- Opening Delimiter -

//! Per-DetailGroup wash trading summary

use serde::Serialize;
use tracing::info;

use super::orchestrator::DetailGroup;
use crate::cluster::ClusterId;

/// One summary row per (cluster, window size, token, time bucket)
#[derive(Debug, Clone, PartialEq, Serialize)]
pub struct WashSummaryRow {
    pub scc_hash: ClusterId,
    pub token: String,
    pub window_size: u64,
    pub time: String,
    pub num_wash_trades: usize,
    pub num_trades: usize,
    pub total_amount_wash: f64,
    pub total_amount: f64,
    pub total_amount_dollar_wash: f64,
    pub total_amount_dollar: f64,
}

impl WashSummaryRow {
    pub fn num_not_wash_trades(&self) -> usize {
        self.num_trades - self.num_wash_trades
    }
}

/// Totals over every group
#[derive(Debug, Clone, Default, PartialEq)]
pub struct SummaryTotals {
    pub groups: usize,
    pub settled_groups: usize,
    pub wash_trades: usize,
    pub wash_amount_dollar: f64,
}

/// Roll up every DetailGroup into one row
pub fn summarize(groups: &[DetailGroup]) -> Vec<WashSummaryRow> {
    info!("Producing wash trading summary for {} groups", groups.len());

    groups.iter().map(summarize_group).collect()
}

fn summarize_group(group: &DetailGroup) -> WashSummaryRow {
    let mut row = WashSummaryRow {
        scc_hash: group.key.cluster.clone(),
        token: group.key.token.clone(),
        window_size: group.key.window_secs,
        time: group.key.bucket.to_string(),
        num_wash_trades: 0,
        num_trades: group.trades.len(),
        total_amount_wash: 0.0,
        total_amount: 0.0,
        total_amount_dollar_wash: 0.0,
        total_amount_dollar: 0.0,
    };

    for trade in &group.trades {
        row.total_amount += trade.amount;
        row.total_amount_dollar += trade.amount_dollar;
        if trade.label.is_wash() {
            row.num_wash_trades += 1;
            row.total_amount_wash += trade.amount;
            row.total_amount_dollar_wash += trade.amount_dollar;
        }
    }

    row
}

/// Aggregate the summary rows for the run report
pub fn totals(rows: &[WashSummaryRow]) -> SummaryTotals {
    rows.iter().fold(SummaryTotals::default(), |mut acc, row| {
        acc.groups += 1;
        if row.num_wash_trades > 0 {
            acc.settled_groups += 1;
        }
        acc.wash_trades += row.num_wash_trades;
        acc.wash_amount_dollar += row.total_amount_dollar_wash;
        acc
    })
}

#[cfg(test)]
mod tests {
    use super::*;
    use crate::labeling::orchestrator::DetailGroupKey;
    use crate::labeling::settlement::GroupTrade;
    use crate::labeling::window::TimeBucket;
    use crate::ledger::WashLabel;

    fn group(labels: &[WashLabel], amounts: &[f64]) -> DetailGroup {
        let trades = labels
            .iter()
            .zip(amounts)
            .enumerate()
            .map(|(i, (&label, &amount))| GroupTrade {
                row: i,
                tx_hash: format!("t{}", i),
                token: "0xtok".to_string(),
                timestamp: i as i64,
                buyer: 1,
                seller: 2,
                amount,
                amount_dollar: amount * 2.0,
                label,
            })
            .collect();

        DetailGroup {
            key: DetailGroupKey {
                cluster: ClusterId::from_members(&[1, 2]),
                window_secs: 3600,
                token: "0xtok".to_string(),
                bucket: TimeBucket {
                    lower: Some(0),
                    upper: Some(3600),
                },
            },
            trades,
            settled: None,
        }
    }

    #[test]
    fn test_partial_group_counts() {
        let rows = summarize(&[group(
            &[WashLabel::Wash, WashLabel::Wash, WashLabel::Unknown],
            &[1.0, 1.0, 5.0],
        )]);
        let row = &rows[0];

        assert_eq!(row.num_trades, 3);
        assert_eq!(row.num_wash_trades, 2);
        assert_eq!(row.num_wash_trades + row.num_not_wash_trades(), row.num_trades);
        assert_eq!(row.total_amount_wash, 2.0);
        assert_eq!(row.total_amount, 7.0);
        assert!(row.total_amount_wash < row.total_amount);
        assert_eq!(row.total_amount_dollar_wash, 4.0);
        assert_eq!(row.total_amount_dollar, 14.0);
        assert_eq!(row.time, "[0, 3600)");
        assert_eq!(row.window_size, 3600);
    }

    #[test]
    fn test_fully_settled_group_amounts_match() {
        let rows = summarize(&[group(&[WashLabel::Wash; 2], &[3.0, 3.0])]);
        assert_eq!(rows[0].total_amount_wash, rows[0].total_amount);
        assert_eq!(rows[0].num_not_wash_trades(), 0);
    }

    #[test]
    fn test_totals() {
        let rows = summarize(&[
            group(&[WashLabel::Wash; 2], &[3.0, 3.0]),
            group(&[WashLabel::NotWash; 2], &[1.0, 1.0]),
        ]);
        let totals = totals(&rows);

        assert_eq!(totals.groups, 2);
        assert_eq!(totals.settled_groups, 1);
        assert_eq!(totals.wash_trades, 2);
        assert_eq!(totals.wash_amount_dollar, 12.0);
    }
}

- Closing Delimiter -

Output the complete data exactly as written.

//! Per-DetailGroup wash trading summary

use serde::Serialize;
use tracing::info;

use super::orchestrator::DetailGroup;
use crate::cluster::ClusterId;

/// One summary row per (cluster, window size, token, time bucket)
#[derive(Debug, Clone, PartialEq, Serialize)]
pub struct WashSummaryRow {
    pub scc_hash: ClusterId,
    pub token: String,
    pub window_size: u64,
    pub time: String,
    pub num_wash_trades: usize,
    pub num_trades: usize,
    pub total_amount_wash: f64,
    pub total_amount: f64,
    pub total_amount_dollar_wash: f64,
    pub total_amount_dollar: f64,
}

impl WashSummaryRow {
    pub fn num_not_wash_trades(&self) -> usize {
        self.num_trades - self.num_wash_trades
    }
}

/// Totals over every group
#[derive(Debug, Clone, Default, PartialEq)]
pub struct SummaryTotals {
    pub groups: usize,
    pub settled_groups: usize,
    pub wash_trades: usize,
    pub wash_amount_dollar: f64,
}

/// Roll up every DetailGroup into one row
pub fn summarize(groups: &[DetailGroup]) -> Vec<WashSummaryRow> {
    info!("Producing wash trading summary for {} groups", groups.len());

    groups.iter().map(summarize_group).collect()
}

fn summarize_group(group: &DetailGroup) -> WashSummaryRow {
    let mut row = WashSummaryRow {
        scc_hash: group.key.cluster.clone(),
        token: group.key.token.clone(),
        window_size: group.key.window_secs,
        time: group.key.bucket.to_string(),
        num_wash_trades: 0,
        num_trades: group.trades.len(),
        total_amount_wash: 0.0,
        total_amount: 0.0,
        total_amount_dollar_wash: 0.0,
        total_amount_dollar: 0.0,
    };

    for trade in &group.trades {
        row.total_amount += trade.amount;
        row.total_amount_dollar += trade.amount_dollar;
        if trade.label.is_wash() {
            row.num_wash_trades += 1;
            row.total_amount_wash += trade.amount;
            row.total_amount_dollar_wash += trade.amount_dollar;
        }
    }

    row
}

/// Aggregate the summary rows for the run report
pub fn totals(rows: &[WashSummaryRow]) -> SummaryTotals {
    rows.iter().fold(SummaryTotals::default(), |mut acc, row| {
        acc.groups += 1;
        if row.num_wash_trades > 0 {
            acc.settled_groups += 1;
        }
        acc.wash_trades += row.num_wash_trades;
        acc.wash_amount_dollar += row.total_amount_dollar_wash;
        acc
    })
}

#[cfg(test)]
mod tests {
    use super::*;
    use crate::labeling::orchestrator::DetailGroupKey;
    use crate::labeling::settlement::GroupTrade;
    use crate::labeling::window::TimeBucket;
    use crate::ledger::WashLabel;

    fn group(labels: &[WashLabel], amounts: &[f64]) -> DetailGroup {
        let trades = labels
            .iter()
            .zip(amounts)
            .enumerate()
            .map(|(i, (&label, &amount))| GroupTrade {
                row: i,
                tx_hash: format!("t{}", i),
                token: "0xtok".to_string(),
                timestamp: i as i64,
                buyer: 1,
                seller: 2,
                amount,
                amount_dollar: amount * 2.0,
                label,
            })
            .collect();

        DetailGroup {
            key: DetailGroupKey {
                cluster: ClusterId::from_members(&[1, 2]),
                window_secs: 3600,
                token: "0xtok".to_string(),
                bucket: TimeBucket {
                    lower: Some(0),
                    upper: Some(3600),
                },
            },
            trades,
            settled: None,
        }
    }

    #[test]
    fn test_partial_group_counts() {
        let rows = summarize(&[group(
            &[WashLabel::Wash, WashLabel::Wash, WashLabel::Unknown],
            &[1.0, 1.0, 5.0],
        )]);
        let row = &rows[0];

        assert_eq!(row.num_trades, 3);
        assert_eq!(row.num_wash_trades, 2);
        assert_eq!(row.num_wash_trades + row.num_not_wash_trades(), row.num_trades);
        assert_eq!(row.total_amount_wash, 2.0);
        assert_eq!(row.total_amount, 7.0);
        assert!(row.total_amount_wash < row.total_amount);
        assert_eq!(row.total_amount_dollar_wash, 4.0);
        assert_eq!(row.total_amount_dollar, 14.0);
        assert_eq!(row.time, "[0, 3600)");
        assert_eq!(row.window_size, 3600);
    }

    #[test]
    fn test_fully_settled_group_amounts_match() {
        let rows = summarize(&[group(&[WashLabel::Wash; 2], &[3.0, 3.0])]);
        assert_eq!(rows[0].total_amount_wash, rows[0].total_amount);
        assert_eq!(rows[0].num_not_wash_trades(), 0);
    }

    #[test]
    fn test_totals() {
        let rows = summarize(&[
            group(&[WashLabel::Wash; 2], &[3.0, 3.0]),
            group(&[WashLabel::NotWash; 2], &[1.0, 1.0]),
        ]);
        let totals = totals(&rows);

        assert_eq!(totals.groups, 2);
        assert_eq!(totals.settled_groups, 1);
        assert_eq!(totals.wash_trades, 2);
        assert_eq!(totals.wash_amount_dollar, 12.0);
    }
}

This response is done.